| Saved entries |
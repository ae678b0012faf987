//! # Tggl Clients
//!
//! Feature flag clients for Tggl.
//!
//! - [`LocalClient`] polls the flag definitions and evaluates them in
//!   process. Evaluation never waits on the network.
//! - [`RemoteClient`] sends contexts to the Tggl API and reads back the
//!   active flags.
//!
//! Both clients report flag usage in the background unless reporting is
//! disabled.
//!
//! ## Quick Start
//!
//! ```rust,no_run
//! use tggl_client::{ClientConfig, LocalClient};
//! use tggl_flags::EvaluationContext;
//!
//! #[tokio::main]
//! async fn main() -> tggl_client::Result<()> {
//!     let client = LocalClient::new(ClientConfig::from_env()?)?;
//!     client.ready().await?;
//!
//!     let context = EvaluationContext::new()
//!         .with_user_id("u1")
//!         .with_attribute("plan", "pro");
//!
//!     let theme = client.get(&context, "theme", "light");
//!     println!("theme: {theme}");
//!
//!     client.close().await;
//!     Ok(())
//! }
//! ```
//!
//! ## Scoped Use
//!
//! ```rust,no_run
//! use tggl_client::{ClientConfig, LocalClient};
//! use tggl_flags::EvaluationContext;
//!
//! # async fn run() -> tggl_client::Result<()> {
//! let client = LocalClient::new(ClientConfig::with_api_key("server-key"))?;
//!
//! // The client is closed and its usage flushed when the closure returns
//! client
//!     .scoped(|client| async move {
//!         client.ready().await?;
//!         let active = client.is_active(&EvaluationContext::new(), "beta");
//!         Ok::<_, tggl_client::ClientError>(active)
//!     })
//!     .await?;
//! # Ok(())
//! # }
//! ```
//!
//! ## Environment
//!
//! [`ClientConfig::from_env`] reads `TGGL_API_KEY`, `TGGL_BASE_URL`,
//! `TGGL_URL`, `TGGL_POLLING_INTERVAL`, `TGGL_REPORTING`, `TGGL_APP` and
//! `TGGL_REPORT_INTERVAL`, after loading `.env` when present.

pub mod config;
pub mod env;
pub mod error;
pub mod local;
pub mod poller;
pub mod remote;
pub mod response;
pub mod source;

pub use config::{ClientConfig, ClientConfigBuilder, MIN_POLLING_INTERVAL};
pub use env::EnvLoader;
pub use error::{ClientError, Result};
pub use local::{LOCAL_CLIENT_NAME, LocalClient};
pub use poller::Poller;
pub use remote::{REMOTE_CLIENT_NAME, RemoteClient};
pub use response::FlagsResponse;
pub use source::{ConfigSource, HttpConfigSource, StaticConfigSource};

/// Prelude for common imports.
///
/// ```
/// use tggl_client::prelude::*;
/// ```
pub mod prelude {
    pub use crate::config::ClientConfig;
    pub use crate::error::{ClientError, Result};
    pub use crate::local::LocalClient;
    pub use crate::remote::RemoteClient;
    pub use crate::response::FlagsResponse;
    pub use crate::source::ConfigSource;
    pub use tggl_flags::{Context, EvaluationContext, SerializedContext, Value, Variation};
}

| Problem statement |
Having read the records, return each one exactly.

| Written response |
repository ae678b0012faf987
//! # Tggl Clients
//!
//! Feature flag clients for Tggl.
//!
//! - [`LocalClient`] polls the flag definitions and evaluates them in
//!   process. Evaluation never waits on the network.
//! - [`RemoteClient`] sends contexts to the Tggl API and reads back the
//!   active flags.
//!
//! Both clients report flag usage in the background unless reporting is
//! disabled.
//!
//! ## Quick Start
//!
//! ```rust,no_run
//! use tggl_client::{ClientConfig, LocalClient};
//! use tggl_flags::EvaluationContext;
//!
//! #[tokio::main]
//! async fn main() -> tggl_client::Result<()> {
//!     let client = LocalClient::new(ClientConfig::from_env()?)?;
//!     client.ready().await?;
//!
//!     let context = EvaluationContext::new()
//!         .with_user_id("u1")
//!         .with_attribute("plan", "pro");
//!
//!     let theme = client.get(&context, "theme", "light");
//!     println!("theme: {theme}");
//!
//!     client.close().await;
//!     Ok(())
//! }
//! ```
//!
//! ## Scoped Use
//!
//! ```rust,no_run
//! use tggl_client::{ClientConfig, LocalClient};
//! use tggl_flags::EvaluationContext;
//!
//! # async fn run() -> tggl_client::Result<()> {
//! let client = LocalClient::new(ClientConfig::with_api_key("server-key"))?;
//!
//! // The client is closed and its usage flushed when the closure returns
//! client
//!     .scoped(|client| async move {
//!         client.ready().await?;
//!         let active = client.is_active(&EvaluationContext::new(), "beta");
//!         Ok::<_, tggl_client::ClientError>(active)
//!     })
//!     .await?;
//! # Ok(())
//! # }
//! ```
//!
//! ## Environment
//!
//! [`ClientConfig::from_env`] reads `TGGL_API_KEY`, `TGGL_BASE_URL`,
//! `TGGL_URL`, `TGGL_POLLING_INTERVAL`, `TGGL_REPORTING`, `TGGL_APP` and
//! `TGGL_REPORT_INTERVAL`, after loading `.env` when present.

pub mod config;
pub mod env;
pub mod error;
pub mod local;
pub mod poller;
pub mod remote;
pub mod response;
pub mod source;

pub use config::{ClientConfig, ClientConfigBuilder, MIN_POLLING_INTERVAL};
pub use env::EnvLoader;
pub use error::{ClientError, Result};
pub use local::{LOCAL_CLIENT_NAME, LocalClient};
pub use poller::Poller;
pub use remote::{REMOTE_CLIENT_NAME, RemoteClient};
pub use response::FlagsResponse;
pub use source::{ConfigSource, HttpConfigSource, StaticConfigSource};

/// Prelude for common imports.
///
/// ```
/// use tggl_client::prelude::*;
/// ```
pub mod prelude {
    pub use crate::config::ClientConfig;
    pub use crate::error::{ClientError, Result};
    pub use crate::local::LocalClient;
    pub use crate::remote::RemoteClient;
    pub use crate::response::FlagsResponse;
    pub use crate::source::ConfigSource;
    pub use tggl_flags::{Context, EvaluationContext, SerializedContext, Value, Variation};
}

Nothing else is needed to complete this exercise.